* _Stored data entries_

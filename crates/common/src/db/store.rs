//! Storage seam between the entity service and the backing store
//!
//! Lookups return `Ok(None)` or an empty `Vec` when nothing matches and
//! `Err` only on operational failure. Inserts that hit a uniqueness
//! constraint fail with `AppError::Duplicate`.

use crate::db::models::{
    Channel, FullMessage, FullReply, Message, NewChannel, NewMessage, NewReply, NewUser, Reply,
    Stat, User,
};
use crate::errors::Result;
use async_trait::async_trait;

/// Which messages a full-message query selects
#[derive(Debug, Clone, Copy, PartialEq, Eq)]
pub enum MessageFilter {
    All,
    Id(i64),
    Channel(i64),
    User(i64),
}

/// Sort order of a full-message query
#[derive(Debug, Clone, Copy, PartialEq, Eq)]
pub enum MessageOrder {
    /// Message id descending
    Newest,
    /// Reply count descending, ties broken by message id descending
    MostReplied,
}

/// A joined full-message read
#[derive(Debug, Clone, Copy, PartialEq, Eq)]
pub struct FullMessageQuery {
    pub filter: MessageFilter,
    pub order: MessageOrder,
    /// `(offset, limit)`; `None` reads every matching row
    pub window: Option<(u64, u64)>,
}

impl FullMessageQuery {
    pub fn new(filter: MessageFilter, order: MessageOrder) -> Self {
        Self { filter, order, window: None }
    }

    pub fn window(mut self, offset: u64, limit: u64) -> Self {
        self.window = Some((offset, limit));
        self
    }
}

/// Typed CRUD and aggregate queries over the four entity kinds
#[async_trait]
pub trait EntityStore: Send + Sync {
    // Channels
    async fn find_channel_by_name(&self, name: &str) -> Result<Option<Channel>>;

    async fn find_channel_by_id(&self, id: i64) -> Result<Option<Channel>>;

    async fn insert_channel(&self, channel: NewChannel) -> Result<Channel>;

    /// Channels ordered by id; `limit = None` lists all of them
    async fn list_channels(&self, offset: u64, limit: Option<u64>) -> Result<Vec<Channel>>;

    async fn count_channels(&self) -> Result<u64>;

    // Users

    /// Blank usernames never match
    async fn find_user_by_username(&self, username: &str) -> Result<Option<User>>;

    async fn find_user_by_id(&self, id: i64) -> Result<Option<User>>;

    async fn insert_user(&self, user: NewUser) -> Result<User>;

    // Messages and replies
    async fn insert_message(&self, message: NewMessage) -> Result<Message>;

    async fn insert_reply(&self, reply: NewReply) -> Result<Reply>;

    /// Number of messages, optionally restricted to one channel
    async fn count_messages(&self, channel_id: Option<i64>) -> Result<u64>;

    // Aggregates
    async fn full_messages(&self, query: FullMessageQuery) -> Result<Vec<FullMessage>>;

    /// Replies of a message in insertion order
    async fn full_replies_by_message_id(&self, message_id: i64) -> Result<Vec<FullReply>>;

    async fn channel_stats(&self, channel_id: i64) -> Result<Stat>;
}
//! Idempotent schema bootstrap
//!
//! Creates the four base tables and their indexes if they are missing.
//! Channel names are unique outright. Usernames are unique only when not
//! blank, so blank-username authors still get a row per event.

use crate::errors::Result;
use sea_orm::{ConnectionTrait, DatabaseConnection};
use tracing::info;

pub const STATEMENTS: &[&str] = &[
    r#"
    CREATE TABLE IF NOT EXISTS channel (
        id BIGSERIAL PRIMARY KEY,
        name TEXT NOT NULL,
        title TEXT NOT NULL DEFAULT '',
        image_url TEXT NOT NULL DEFAULT '',
        CONSTRAINT channel_name_key UNIQUE (name)
    )
    "#,
    r#"
    CREATE TABLE IF NOT EXISTS tg_user (
        id BIGSERIAL PRIMARY KEY,
        username TEXT NOT NULL DEFAULT '',
        full_name TEXT NOT NULL DEFAULT '',
        image_url TEXT NOT NULL DEFAULT ''
    )
    "#,
    r#"
    CREATE UNIQUE INDEX IF NOT EXISTS tg_user_username_key
        ON tg_user (username)
        WHERE btrim(username) <> ''
    "#,
    r#"
    CREATE TABLE IF NOT EXISTS message (
        id BIGSERIAL PRIMARY KEY,
        channel_id BIGINT NOT NULL REFERENCES channel (id),
        user_id BIGINT NOT NULL REFERENCES tg_user (id),
        title TEXT NOT NULL DEFAULT '',
        message_url TEXT NOT NULL DEFAULT '',
        image_url TEXT NOT NULL DEFAULT ''
    )
    "#,
    "CREATE INDEX IF NOT EXISTS message_channel_id_idx ON message (channel_id)",
    "CREATE INDEX IF NOT EXISTS message_user_id_idx ON message (user_id)",
    r#"
    CREATE TABLE IF NOT EXISTS reply (
        id BIGSERIAL PRIMARY KEY,
        message_id BIGINT NOT NULL REFERENCES message (id) ON DELETE CASCADE,
        user_id BIGINT NOT NULL REFERENCES tg_user (id),
        title TEXT NOT NULL DEFAULT '',
        image_url TEXT NOT NULL DEFAULT ''
    )
    "#,
    "CREATE INDEX IF NOT EXISTS reply_message_id_idx ON reply (message_id)",
];

/// Create missing tables and indexes on the given connection
pub async fn bootstrap(conn: &DatabaseConnection) -> Result<()> {
    for statement in STATEMENTS {
        conn.execute_unprepared(statement).await?;
    }

    info!(statements = STATEMENTS.len(), "Schema bootstrap complete");
    Ok(())
}

#[cfg(test)]
mod tests {
    use super::*;

    #[test]
    fn test_statements_are_idempotent() {
        for statement in STATEMENTS {
            assert!(statement.contains("IF NOT EXISTS"), "{}", statement);
        }
    }

    #[test]
    fn test_blank_usernames_are_not_unique() {
        let index = STATEMENTS
            .iter()
            .find(|s| s.contains("tg_user_username_key"))
            .unwrap();
        assert!(index.contains("WHERE btrim(username) <> ''"));
    }
}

* _ACTION ITEM_
In the data above, find each line that has the word "four" and copy it out.

* _ANSWER AREA_
/// Typed CRUD and aggregate queries over the four entity kinds
//! Creates the four base tables and their indexes if they are missing.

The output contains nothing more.